You're thinking about the training part, not the utilisation part. You can have a (pre-trained) neural network identify whether it's looking at a cat, or construction worker, or bike, or house, etc. in a single picture. Just as an example.

D.P. said:
I doubt it in the short term. but you know what, I think there could be some amazing use of it in the future. Deep-learning is taking over so many fields, applying it to computer games could be the next big thing and then of course tensor cores would be perfect. There is obvious things like enemy AI but there are other tings where deep-learning could be used for graphical effects or understanding what the player is doing.

It could be used for enemy AI that just makes smarter choices, and/or ACTUALLY learns from you as it plays you. The possibility of this should become clear when DeepMind play at the Starcraft Tournament later this year.

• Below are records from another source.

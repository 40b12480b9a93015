//! Definition of the triangle shape and of the triangle hand-off used by mesh callers.

use crate::math::{Point, Real, Vector};
use crate::shape::{ShapeType, SupportMap};
use crate::utils;

/// A triangle shape.
#[cfg_attr(feature = "serde-serialize", derive(Serialize, Deserialize))]
#[derive(PartialEq, Debug, Copy, Clone, Default)]
#[repr(C)]
pub struct Triangle {
    /// The triangle first point.
    pub a: Point<Real>,
    /// The triangle second point.
    pub b: Point<Real>,
    /// The triangle third point.
    pub c: Point<Real>,
}

impl From<[Point<Real>; 3]> for Triangle {
    fn from(arr: [Point<Real>; 3]) -> Self {
        Triangle::new(arr[0], arr[1], arr[2])
    }
}

impl Triangle {
    /// Creates a triangle from three points.
    #[inline]
    pub fn new(a: Point<Real>, b: Point<Real>, c: Point<Real>) -> Triangle {
        Triangle { a, b, c }
    }

    /// The three vertices of this triangle.
    #[inline]
    pub fn vertices(&self) -> [Point<Real>; 3] {
        [self.a, self.b, self.c]
    }
}

impl SupportMap for Triangle {
    #[inline]
    fn local_support_point_without_margin(&self, dir: &Vector<Real>) -> Point<Real> {
        utils::point_cloud_support_point(dir, &self.vertices())
    }

    fn local_bounding_radius(&self) -> Real {
        self.a
            .coords
            .norm()
            .max(self.b.coords.norm())
            .max(self.c.coords.norm())
    }

    #[inline]
    fn shape_type(&self) -> ShapeType {
        ShapeType::Triangle
    }
}

/// Receives the triangles of a concave shape, one at a time.
///
/// This is how concave shapes are decomposed into convex pieces by code built on top of
/// the convex queries of this crate: each triangle can be wrapped into a [`Triangle`] and
/// tested individually.
pub trait TriangleCallback {
    /// Processes the triangle `triangle_index` of the part `part_id`.
    fn process_triangle(&mut self, vertices: &[Point<Real>; 3], part_id: u32, triangle_index: u32);
}

impl<F: FnMut(&[Point<Real>; 3], u32, u32)> TriangleCallback for F {
    #[inline]
    fn process_triangle(&mut self, vertices: &[Point<Real>; 3], part_id: u32, triangle_index: u32) {
        self(vertices, part_id, triangle_index)
    }
}
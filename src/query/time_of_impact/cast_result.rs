use crate::math::{Isometry, Point, Real, Vector};
use crate::query::{GjkOptions, QueryError};

/// The fraction reported when nothing was hit over the whole motion.
pub const NO_HIT_FRACTION: Real = 1.0;

/// The result of a successful time of impact computation.
#[cfg_attr(feature = "serde-serialize", derive(Serialize, Deserialize))]
#[derive(Copy, Clone, Debug, PartialEq)]
pub struct CastResult {
    /// The fraction of the motion, in `[0, 1]`, at which the shapes touch.
    pub fraction: Real,
    /// The contact normal at the time of impact, pointing from the second shape toward the
    /// first one.
    pub normal: Vector<Real>,
    /// The contact point on the second shape at the time of impact.
    pub hit_point: Point<Real>,
    /// The transform of the first shape at the time of impact.
    pub hit_transform_a: Isometry<Real>,
    /// The transform of the second shape at the time of impact.
    pub hit_transform_b: Isometry<Real>,
}

/// Options shared by the time of impact algorithms.
#[cfg_attr(feature = "serde-serialize", derive(Serialize, Deserialize))]
#[derive(Copy, Clone, Debug, PartialEq)]
pub struct CastOptions {
    /// Maximum number of iterations before failing with [`QueryError::NoConvergence`].
    pub max_iterations: usize,
    /// Distance below which the shapes are considered in contact.
    pub radius_threshold: Real,
    /// Squared distance to the Minkowski difference below which a subsimplex cast stops.
    pub subsimplex_epsilon: Real,
    /// If `true`, the margins of both shapes are treated as zero.
    pub ignore_margin: bool,
    /// Penetration tolerated along the final contact normal before a hit is discarded.
    pub allowed_penetration: Real,
    /// Options of the GJK distance queries.
    pub gjk: GjkOptions,
}

impl Default for CastOptions {
    fn default() -> Self {
        Self {
            max_iterations: 1000,
            radius_threshold: 0.001,
            subsimplex_epsilon: 1.0e-4,
            ignore_margin: false,
            allowed_penetration: 0.0,
            gjk: GjkOptions::default(),
        }
    }
}

impl CastOptions {
    /// Sets the maximum number of iterations.
    pub fn with_max_iterations(mut self, max_iterations: usize) -> Self {
        self.max_iterations = max_iterations;
        self
    }

    /// Sets the contact distance threshold.
    pub fn with_radius_threshold(mut self, radius_threshold: Real) -> Self {
        self.radius_threshold = radius_threshold;
        self
    }

    /// Sets whether margins are ignored.
    pub fn with_ignore_margin(mut self, ignore_margin: bool) -> Self {
        self.ignore_margin = ignore_margin;
        self
    }

    /// Sets the tolerated penetration along the final contact normal.
    pub fn with_allowed_penetration(mut self, allowed_penetration: Real) -> Self {
        self.allowed_penetration = allowed_penetration;
        self
    }

    /// The options of the GJK distance queries, with the margin handling of these options.
    pub(crate) fn distance_options(&self) -> GjkOptions {
        self.gjk.with_ignore_margin(self.ignore_margin)
    }
}

/// An algorithm computing the time of impact of two shapes moving over the unit time interval.
pub trait ConvexCast {
    /// Computes the first time the shapes touch while moving from `from_a` to `to_a` and from
    /// `from_b` to `to_b`.
    ///
    /// Returns `Ok(None)` if they do not touch during the motion.
    fn calc_time_of_impact(
        &self,
        from_a: &Isometry<Real>,
        to_a: &Isometry<Real>,
        from_b: &Isometry<Real>,
        to_b: &Isometry<Real>,
    ) -> Result<Option<CastResult>, QueryError>;
}
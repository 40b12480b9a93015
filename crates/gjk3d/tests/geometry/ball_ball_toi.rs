use approx::assert_relative_eq;
use gjk3d::math::{Isometry, Real};
use gjk3d::query::{ConservativeAdvancement, ConvexCast, GjkConvexCast, SubsimplexConvexCast};
use gjk3d::shape::Ball;
use oorandom::Rand32;

fn head_on(cast: &dyn ConvexCast) -> Real {
    let pos_a = Isometry::identity();
    let to_a = Isometry::translation(0.0, 10.0, 0.0);
    let pos_b = Isometry::translation(0.0, 10.0, 0.0);

    cast.calc_time_of_impact(&pos_a, &to_a, &pos_b, &pos_b)
        .unwrap()
        .unwrap()
        .fraction
}

#[test]
fn ball_ball_toi() {
    let ball = Ball::new(0.5);

    assert_relative_eq!(
        head_on(&ConservativeAdvancement::new(&ball, &ball)),
        0.9,
        epsilon = 1.0e-3
    );
    assert_relative_eq!(
        head_on(&SubsimplexConvexCast::new(&ball, &ball)),
        0.9,
        epsilon = 1.0e-3
    );
    assert_relative_eq!(head_on(&GjkConvexCast::new(&ball, &ball)), 0.9, epsilon = 1.0e-3);
}

#[test]
fn approaching_balls_match_analytic_toi() {
    let mut rng = Rand32::new(11);

    for _ in 0..100 {
        let radius_a = 0.1 + rng.rand_float() as Real;
        let radius_b = 0.1 + rng.rand_float() as Real;
        let ball_a = Ball::new(radius_a);
        let ball_b = Ball::new(radius_b);
        let gap = 0.5 + 5.0 * rng.rand_float() as Real;
        let speed_a = 1.0 + 10.0 * rng.rand_float() as Real;
        let speed_b = 1.0 + 10.0 * rng.rand_float() as Real;

        let start_b = radius_a + radius_b + gap;
        let from_a = Isometry::identity();
        let to_a = Isometry::translation(speed_a, 0.0, 0.0);
        let from_b = Isometry::translation(start_b, 0.0, 0.0);
        let to_b = Isometry::translation(start_b - speed_b, 0.0, 0.0);
        let expected = gap / (speed_a + speed_b);

        let res = ConservativeAdvancement::new(&ball_a, &ball_b)
            .calc_time_of_impact(&from_a, &to_a, &from_b, &to_b)
            .unwrap();

        if expected <= 1.0 - 1.0e-3 {
            let res = res.unwrap();
            assert_relative_eq!(res.fraction, expected, epsilon = 1.0e-3);
            assert!(res.fraction <= expected + 1.0e-4);
        } else if expected > 1.0 + 1.0e-3 {
            assert!(res.is_none());
        }
    }
}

Also it could be used for some interesting productivity-boosting things, like procedural generation. Procedural generation at the moment is slightly bad/boring, partly because it works in a similar way to current enemy AI (which isn't really AI) technology. If a neural network could be trained to produce environments/buildings/etc. which were on a par with human hand-placed assets, THAT would be interesting.

chef-borjan said:
So... buy Nvidia shares right? haha.

Look at what's happened to their price since Feb 2016 :eek:

D.P. · 12 May 2017 at 16:31

chef-borjan said:
So... buy Nvidia shares right? haha.

Too late, Nvidia shares shot up nearly 30% since the Volta announcement. Now at a record high

JediFragger · 12 May 2017 at 16:34

D.P. said:
Too late, Nvidia shares shot up nearly 30% since the Volta announcement. Now at a record high

Revenue of $2 billion for the last reported Quarter wouldn't have hurt either!!! :eek:

D.P. · 12 May 2017 at 16:36

Duff-Man said:
Hmm... "Deep learning" is generally a long, intricate process that's best suited to dealing with massive amounts of loosely-correlated data. Not really suitable for running in real-time in traditional "GPU heavy" applications like FPS or similar.

Could be very interesting for strategy games though I suppose... Here you wouldn't be constrained to doing updates at every frame, or keeping everything synchronised. The machine learning could essentially run as a background process, taking advantage of any unoccupied resources. I can imagine it being useful for something like an RTS or turn-based strategy. Could be used to adaptively develop enemy tactics based on your own moves for example.

As AllBodies pointed out, you seem to have mixed up the deep neural network training with the inference. Training is incredibly computationally expensive, can take weeks on a large server farm. The inference is relatively fast and the applications are typcially used in real-time. Whenever you talk your Android phone it uses deep-learning to do speech recognition. Deep-learning is at the core of all autonomous vehicle technologies right now, analyzing the entire environment around them form multiple 4K camera and LIDAR sensors with millions of data points, all analyzed at 20-100 hertz.